PAIK THAY —
Di sebuah desa terpencil di Burma, Tun Naing memukul istrinya karena menuntut beras untuk tiga anaknya. Tun mengatakan ia tidak sanggup membelinya. Pembatasan serupa aparteid telah mencegah warga Muslim sepertinya untuk bekerja untuk warga Budha di daerah tersebut, sehingga pekerja pabrik logam berumur 38 tahun itu kehilangan pekerjaannya.

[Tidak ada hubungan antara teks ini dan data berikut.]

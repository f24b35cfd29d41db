//! Small utility helpers used across modules.

/// Very small and safe string templating.
/// Replaces occurrences of `{key}` in the template with provided values.
pub fn fill_template(tpl: &str, pairs: &[(&str, &str)]) -> String {
  let mut out = tpl.to_string();
  for (k, v) in pairs {
    let needle = format!("{{{}}}", k);
    out = out.replace(&needle, v);
  }
  out
}

/// Log-safe truncation for large strings (char-boundary aware).
pub fn trunc_for_log(s: &str, max_chars: usize) -> String {
  let total = s.chars().count();
  if total <= max_chars {
    s.to_string()
  } else {
    let head: String = s.chars().take(max_chars).collect();
    format!("{}… ({} chars total)", head, total)
  }
}

/// Round to one decimal place.
pub fn round1(x: f64) -> f64 {
  (x * 10.0).round() / 10.0
}
//! JSON-lines protocol for the `labq` driver (serde ready).
//! One request object per input line, one response object per output line.

use serde::{Deserialize, Serialize};

use crate::domain::{
    Answer, BalanceReport, DifficultyAssessment, DifficultyDistribution, DifficultyRatios, PlagiarismFinding,
    QuestionSetReport, SimilarMatch, SimilarityBreakdown, UniquenessReport,
};

/// Requests a client can send.
#[derive(Debug, Deserialize)]
#[serde(tag = "type", rename_all = "snake_case")]
pub enum ClientMessage {
    Ping,
    Similarity {
        a: String,
        b: String,
    },
    Uniqueness {
        candidate: String,
        corpus: Vec<String>,
    },
    FindSimilar {
        candidate: String,
        corpus: Vec<String>,
        #[serde(default = "default_find_threshold")]
        threshold: f64,
    },
    ValidateQuestionSet {
        questions: Vec<String>,
    },
    IdentifyPlagiarism {
        answers: Vec<Answer>,
    },
    AnalyzeDifficulty {
        text: String,
        subject: String,
        #[serde(default, rename = "targetDifficulty")]
        target_difficulty: Option<f64>,
    },
    DifficultyDistribution {
        scores: Vec<f64>,
    },
    DifficultyBalance {
        scores: Vec<f64>,
        #[serde(default)]
        target: Option<DifficultyRatios>,
    },
}

fn default_find_threshold() -> f64 {
    crate::similarity::SIMILARITY_THRESHOLD
}

/// Responses the driver writes back.
#[derive(Debug, Serialize)]
#[serde(tag = "type", rename_all = "snake_case")]
pub enum ServerMessage {
    Pong,
    Similarity {
        score: f64,
        breakdown: SimilarityBreakdown,
    },
    Uniqueness {
        #[serde(flatten)]
        report: UniquenessReport,
    },
    SimilarQuestions {
        matches: Vec<SimilarMatch>,
    },
    QuestionSet {
        #[serde(flatten)]
        report: QuestionSetReport,
    },
    Plagiarism {
        findings: Vec<PlagiarismFinding>,
    },
    Difficulty {
        #[serde(flatten)]
        assessment: DifficultyAssessment,
    },
    Distribution {
        #[serde(flatten)]
        distribution: DifficultyDistribution,
    },
    Balance {
        #[serde(flatten)]
        report: BalanceReport,
    },
    Error {
        message: String,
    },
}
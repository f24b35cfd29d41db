//! labq · question uniqueness and difficulty engine driver
//!
//! - Reads one JSON request per stdin line, writes one JSON reply per stdout line
//! - Optional OpenAI oracles (via environment variables); local heuristics otherwise
//!
//! Important env variables:
//!   OPENAI_API_KEY     : enables the OpenAI semantic/difficulty oracles if present
//!   OPENAI_BASE_URL    : default "https://api.openai.com/v1"
//!   OPENAI_MODEL       : default "gpt-4o-mini"
//!   LABQ_CONFIG_PATH   : path to TOML config (oracle limits, prompts, difficulty fallback)
//!   LOG_LEVEL          : tracing filter, e.g. "debug" or full directives
//!   LOG_FORMAT         : "pretty" (default) or "json"

use tokio::io::{AsyncBufReadExt, AsyncWriteExt, BufReader};
use tracing::{error, info};

use labq_engine::logic::handle_line;
use labq_engine::protocol::ServerMessage;
use labq_engine::state::Engine;
use labq_engine::telemetry;

#[tokio::main]
async fn main() -> Result<(), Box<dyn std::error::Error>> {
  telemetry::init_tracing();

  let engine = Engine::from_env();

  let mut lines = BufReader::new(tokio::io::stdin()).lines();
  let mut stdout = tokio::io::stdout();
  info!(target: "labq_engine", "Reading requests from stdin");

  let mut handled = 0usize;
  while let Some(line) = lines.next_line().await? {
    let line = line.trim();
    if line.is_empty() {
      continue;
    }

    let reply = handle_line(&engine, line).await;
    if let ServerMessage::Error { message } = &reply {
      error!(target: "labq_engine", %message, "Rejected request line");
    }

    let mut out = serde_json::to_string(&reply).unwrap_or_else(|e| {
      serde_json::json!({ "type": "error", "message": format!("Serialization error: {}", e) }).to_string()
    });
    out.push('\n');
    stdout.write_all(out.as_bytes()).await?;
    stdout.flush().await?;
    handled += 1;
  }

  info!(target: "labq_engine", handled, "Input closed; exiting");
  Ok(())
}
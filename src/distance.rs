//! Set and string distance primitives used by the similarity engine.

use std::collections::BTreeSet;

/// Jaccard index |A ∩ B| / |A ∪ B|.
///
/// Two empty sets are identical (1.0); exactly one empty set shares nothing (0.0).
pub fn jaccard<T: Ord>(a: &BTreeSet<T>, b: &BTreeSet<T>) -> f64 {
  if a.is_empty() && b.is_empty() {
    return 1.0;
  }
  let intersection = a.intersection(b).count();
  let union = a.len() + b.len() - intersection;
  intersection as f64 / union as f64
}

/// Exact Levenshtein distance over Unicode scalar values, unit costs.
pub fn levenshtein(a: &str, b: &str) -> usize {
  let a: Vec<char> = a.chars().collect();
  let b: Vec<char> = b.chars().collect();
  if a.is_empty() {
    return b.len();
  }
  if b.is_empty() {
    return a.len();
  }

  // Two rolling rows of the DP table: prev = row i-1, curr = row i.
  let mut prev: Vec<usize> = (0..=b.len()).collect();
  let mut curr = vec![0usize; b.len() + 1];
  for (i, ca) in a.iter().enumerate() {
    curr[0] = i + 1;
    for (j, cb) in b.iter().enumerate() {
      let substitution = prev[j] + usize::from(ca != cb);
      let deletion = prev[j + 1] + 1;
      let insertion = curr[j] + 1;
      curr[j + 1] = substitution.min(deletion).min(insertion);
    }
    std::mem::swap(&mut prev, &mut curr);
  }
  prev[b.len()]
}

/// `1 - distance / max_len`, with two empty strings defined as identical.
pub fn normalized_edit_similarity(a: &str, b: &str) -> f64 {
  let max_len = a.chars().count().max(b.chars().count());
  if max_len == 0 {
    return 1.0;
  }
  1.0 - levenshtein(a, b) as f64 / max_len as f64
}

#[cfg(test)]
mod tests {
  use super::*;

  fn set(items: &[&str]) -> BTreeSet<String> {
    items.iter().map(|s| s.to_string()).collect()
  }

  #[test]
  fn levenshtein_known_values() {
    assert_eq!(levenshtein("kitten", "sitting"), 3);
    assert_eq!(levenshtein("", ""), 0);
    assert_eq!(levenshtein("abc", "abc"), 0);
    assert_eq!(levenshtein("", "abc"), 3);
    assert_eq!(levenshtein("abc", ""), 3);
    assert_eq!(levenshtein("flaw", "lawn"), 2);
    assert_eq!(levenshtein("saturday", "sunday"), 3);
  }

  #[test]
  fn levenshtein_counts_chars_not_bytes() {
    assert_eq!(levenshtein("°C", "°F"), 1);
  }

  #[test]
  fn jaccard_empty_conventions() {
    assert_eq!(jaccard(&set(&[]), &set(&[])), 1.0);
    assert_eq!(jaccard(&set(&["mol"]), &set(&[])), 0.0);
    assert_eq!(jaccard(&set(&[]), &set(&["mol"])), 0.0);
  }

  #[test]
  fn jaccard_partial_overlap() {
    let a = set(&["force", "mass", "acceleration"]);
    let b = set(&["force", "mass", "velocity", "energy"]);
    assert!((jaccard(&a, &b) - 2.0 / 5.0).abs() < 1e-12);
  }

  #[test]
  fn normalized_edit_similarity_bounds() {
    assert_eq!(normalized_edit_similarity("", ""), 1.0);
    assert_eq!(normalized_edit_similarity("word", "word"), 1.0);
    assert_eq!(normalized_edit_similarity("abc", ""), 0.0);
    assert!((normalized_edit_similarity("kitten", "sitting") - (1.0 - 3.0 / 7.0)).abs() < 1e-12);
  }
}
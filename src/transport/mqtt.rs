//! # MQTT Push Transport
//!
//! CloudPRNT "Full MQTT": the server pushes complete jobs, base64-encoded,
//! to a device-addressed topic and the printer answers with a print result.
//!
//! ## Topics
//!
//! | Direction | Topic |
//! |-----------|-------|
//! | subscribe | `<ns>/to-device/<mac>/#` |
//! | publish | `<ns>/to-server/<mac>/client-status` |
//! | publish | `<ns>/to-server/<mac>/print-result` |
//! | last will | `<ns>/to-server/<mac>/client-will` |
//!
//! ## Event Flow
//!
//! ```text
//! rumqttc EventLoop ──► pump task ──► channel ──► processing loop ──► MqttLink
//!                   (ConnAck, Publish, errors)   (one message at a time)
//! ```
//!
//! The pump task only forwards events. The processing loop handles them in
//! arrival order and finishes a job's print-result and status publishes
//! before it reads the next event. A connection error or a refused
//! subscription ends the session with
//! [`CloudPrntError::MqttSession`]; reconnecting is not this module's job.

use std::sync::Arc;
use std::time::Duration;

use async_trait::async_trait;
use base64::{Engine as _, engine::general_purpose::STANDARD as BASE64_STANDARD};
use rumqttc::{
    AsyncClient, ConnectReturnCode, Event, EventLoop, LastWill, MqttOptions, Packet, QoS,
    SubscribeReasonCode, Transport,
};
use tokio::sync::mpsc;
use tracing::{debug, info, warn};

use crate::cloudprnt::messages::PrintJob;
use crate::cloudprnt::{AckCode, DeviceMessage, Job, PendingJob, ServerMessage};
use crate::error::CloudPrntError;
use crate::negotiate::MqttConnectionSettings;
use crate::output::{self, JobSink};
use crate::printer::PrinterIdentity;
use crate::protocol::raster;

/// Capacity of the rumqttc request channel.
const REQUEST_CAPACITY: usize = 16;

const KEEP_ALIVE: Duration = Duration::from_secs(30);

/// Topic names for one device.
#[derive(Debug, Clone, PartialEq, Eq)]
pub struct Topics {
    pub subscription: String,
    to_server: String,
}

impl Topics {
    pub fn new(namespace: &str, identity: &PrinterIdentity) -> Self {
        let namespace = namespace.trim_end_matches('/');
        Self {
            subscription: format!("{}/to-device/{}/#", namespace, identity),
            to_server: format!("{}/to-server/{}", namespace, identity),
        }
    }

    /// Topic a device message is published to.
    pub fn for_message(&self, message: &DeviceMessage) -> String {
        format!("{}/{}", self.to_server, message.topic_suffix())
    }
}

/// The operations the processing loop needs from an MQTT client.
#[async_trait]
pub trait MqttLink: Send + Sync {
    async fn subscribe_to(&self, filter: &str) -> Result<(), CloudPrntError>;
    async fn publish_to(&self, topic: &str, payload: Vec<u8>) -> Result<(), CloudPrntError>;
}

#[async_trait]
impl MqttLink for AsyncClient {
    async fn subscribe_to(&self, filter: &str) -> Result<(), CloudPrntError> {
        self.subscribe(filter, QoS::AtLeastOnce)
            .await
            .map_err(|e| CloudPrntError::MqttSession(format!("Subscribe failed: {}", e)))
    }

    async fn publish_to(&self, topic: &str, payload: Vec<u8>) -> Result<(), CloudPrntError> {
        self.publish(topic, QoS::AtLeastOnce, false, payload)
            .await
            .map_err(|e| CloudPrntError::MqttSession(format!("Publish failed: {}", e)))
    }
}

/// What the pump task forwards to the processing loop.
#[derive(Debug, Clone, PartialEq, Eq)]
pub enum SessionEvent {
    Connected,
    Message { topic: String, payload: Vec<u8> },
    Disconnected(String),
}

// ============================================================================
// JOB HANDLING
// ============================================================================

/// Turns inbound messages into printed jobs and result messages.
pub struct MqttJobHandler {
    identity: PrinterIdentity,
    topics: Topics,
    rotate: bool,
    sink: Arc<dyn JobSink>,
}

impl MqttJobHandler {
    pub fn new(
        identity: PrinterIdentity,
        topics: Topics,
        rotate: bool,
        sink: Arc<dyn JobSink>,
    ) -> Self {
        Self {
            identity,
            topics,
            rotate,
            sink,
        }
    }

    pub fn topics(&self) -> &Topics {
        &self.topics
    }

    async fn send(&self, link: &dyn MqttLink, message: &DeviceMessage) -> Result<(), CloudPrntError> {
        let topic = self.topics.for_message(message);
        debug!(%topic, ?message, "Publishing");
        link.publish_to(&topic, message.to_json()?).await
    }

    /// Subscribe and report idle. Runs on every (re)connect.
    pub async fn on_connected(&self, link: &dyn MqttLink) -> Result<(), CloudPrntError> {
        link.subscribe_to(&self.topics.subscription).await?;
        self.send(
            link,
            &DeviceMessage::client_status(self.identity.as_str(), false),
        )
        .await?;
        info!(topic = %self.topics.subscription, "Subscribed, waiting for jobs");
        Ok(())
    }

    /// Handle one inbound payload.
    ///
    /// Messages that fail validation are logged and dropped; only a failure
    /// to publish is returned, since it means the session is gone.
    pub async fn on_message(&self, link: &dyn MqttLink, payload: &[u8]) -> Result<(), CloudPrntError> {
        match ServerMessage::parse(payload) {
            Ok(ServerMessage::PrintJob(job)) => self.on_print_job(link, job).await.map(|_| ()),
            Err(e) => {
                warn!("Ignoring message: {}", e);
                Ok(())
            }
        }
    }

    /// Print a job, then publish exactly one print-result and one idle
    /// status, whatever happened in between.
    pub async fn on_print_job(
        &self,
        link: &dyn MqttLink,
        job: PrintJob,
    ) -> Result<AckCode, CloudPrntError> {
        let mac = self.identity.as_str();
        info!(token = ?job.job_token, job_type = ?job.job_type, "Print job received");

        let mut pending = PendingJob::new(job.job_token.clone());
        let outcome = match self
            .send(link, &DeviceMessage::client_status(mac, true))
            .await
        {
            Ok(()) => self.print(job).await,
            Err(e) => Err(e),
        };
        pending.settle(outcome);

        let ack = pending.into_ack();
        let result = self
            .send(link, &DeviceMessage::print_result(mac, ack.token, ack.code))
            .await;
        let status = self
            .send(link, &DeviceMessage::client_status(mac, false))
            .await;
        result.and(status)?;

        info!(code = %ack.code, "Job finished");
        Ok(ack.code)
    }

    async fn print(&self, job: PrintJob) -> Result<(), CloudPrntError> {
        if job.job_type.as_deref() != Some("raw") {
            return Err(CloudPrntError::ProtocolViolation(format!(
                "Unsupported job type {:?}",
                job.job_type
            )));
        }
        match job.media_types.as_deref() {
            Some([only]) if only == raster::MEDIA_TYPE => {}
            other => {
                return Err(CloudPrntError::UnsupportedMediaType(format!("{:?}", other)));
            }
        }

        let data = job.print_data.ok_or_else(|| {
            CloudPrntError::ProtocolViolation("print-job has no printData".to_string())
        })?;
        let payload = BASE64_STANDARD
            .decode(data.trim())
            .map_err(|e| CloudPrntError::ProtocolViolation(format!("Invalid printData: {}", e)))?;

        let rendered = Job {
            token: job.job_token,
            media_type: raster::MEDIA_TYPE.to_string(),
            payload,
        }
        .render(self.rotate)?;

        output::write_blocking(self.sink.clone(), rendered).await
    }
}

// ============================================================================
// SESSION
// ============================================================================

/// Consume session events until the connection fails.
///
/// Never returns `Ok`: the loop only ends on a disconnect, a closed event
/// channel or a failed publish, all reported as [`CloudPrntError::MqttSession`].
pub async fn process_events(
    handler: &MqttJobHandler,
    link: &dyn MqttLink,
    events: &mut mpsc::UnboundedReceiver<SessionEvent>,
) -> Result<(), CloudPrntError> {
    while let Some(event) = events.recv().await {
        match event {
            SessionEvent::Connected => handler.on_connected(link).await?,
            SessionEvent::Message { topic, payload } => {
                debug!(%topic, len = payload.len(), "Message received");
                handler.on_message(link, &payload).await?;
            }
            SessionEvent::Disconnected(reason) => {
                return Err(CloudPrntError::MqttSession(reason));
            }
        }
    }
    Err(CloudPrntError::MqttSession(
        "Event loop stopped".to_string(),
    ))
}

/// Map an incoming packet onto a session event. Packets the processing
/// loop does not care about map to `None`.
fn incoming_event(packet: Packet) -> Option<SessionEvent> {
    match packet {
        Packet::ConnAck(ack) if ack.code == ConnectReturnCode::Success => Some(SessionEvent::Connected),
        Packet::ConnAck(ack) => Some(SessionEvent::Disconnected(format!(
            "Connection refused: {:?}",
            ack.code
        ))),
        // A refused subscription arrives as a SUBACK failure code
        Packet::SubAck(ack)
            if ack
                .return_codes
                .iter()
                .any(|code| matches!(code, SubscribeReasonCode::Failure)) =>
        {
            Some(SessionEvent::Disconnected("Subscription refused".to_string()))
        }
        Packet::Publish(publish) => Some(SessionEvent::Message {
            topic: publish.topic,
            payload: publish.payload.to_vec(),
        }),
        _ => None,
    }
}

/// Poll the rumqttc event loop and forward what matters.
async fn pump_events(mut eventloop: EventLoop, events: mpsc::UnboundedSender<SessionEvent>) {
    loop {
        let event = match eventloop.poll().await {
            Ok(Event::Incoming(packet)) => match incoming_event(packet) {
                Some(event) => event,
                None => continue,
            },
            Ok(Event::Outgoing(_)) => continue,
            Err(e) => SessionEvent::Disconnected(e.to_string()),
        };

        let disconnected = matches!(event, SessionEvent::Disconnected(_));
        if events.send(event).is_err() || disconnected {
            break;
        }
    }
}

/// One MQTT session against the broker the server advertised.
pub struct MqttTransport {
    settings: MqttConnectionSettings,
    identity: PrinterIdentity,
    handler: MqttJobHandler,
}

impl MqttTransport {
    pub fn new(
        settings: MqttConnectionSettings,
        identity: PrinterIdentity,
        handler: MqttJobHandler,
    ) -> Self {
        Self {
            settings,
            identity,
            handler,
        }
    }

    /// Client options: MQTT 3.1.1, persistent session keyed by the MAC,
    /// last will announcing an unintentional disconnect.
    pub fn options(&self) -> Result<MqttOptions, CloudPrntError> {
        let mut options =
            MqttOptions::new(self.identity.as_str(), &self.settings.host, self.settings.port);
        options.set_keep_alive(KEEP_ALIVE);
        options.set_clean_session(false);

        let will = DeviceMessage::client_will(self.identity.as_str());
        options.set_last_will(LastWill::new(
            self.handler.topics().for_message(&will),
            will.to_json()?,
            QoS::AtLeastOnce,
            false,
        ));

        if let Some(username) = &self.settings.username {
            options.set_credentials(
                username.clone(),
                self.settings.password.clone().unwrap_or_default(),
            );
        }
        if self.settings.use_tls {
            options.set_transport(Transport::tls_with_default_config());
        }
        Ok(options)
    }

    /// Run until the session fails.
    pub async fn run(self) -> Result<(), CloudPrntError> {
        info!(
            host = %self.settings.host,
            port = self.settings.port,
            tls = self.settings.use_tls,
            "Connecting to MQTT broker"
        );

        let (client, eventloop) = AsyncClient::new(self.options()?, REQUEST_CAPACITY);
        let (tx, mut rx) = mpsc::unbounded_channel();
        let pump = tokio::spawn(pump_events(eventloop, tx));

        let result = process_events(&self.handler, &client, &mut rx).await;
        pump.abort();
        result
    }
}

Pertengkaran suami istri tersebut memancing para tetangga ikut campur. Warga kampung sebelah dari etnis Rakhine yang beragama Budha mulai menyerukan seruan anti Muslim. Ketegangan antar komunitas tersebut memuncak sehingga enam tentara ditempatkan di dekat mereka. Desa Tun Naing kemudian diserbu ratusan orang Rakhines. Dan Burma kemudian tenggelam dalam kekerasan sektarian selama seminggu yang menurut pemerintah menewaskan 89 orang, atau yang terburuk selama berpuluh tahun terakhir.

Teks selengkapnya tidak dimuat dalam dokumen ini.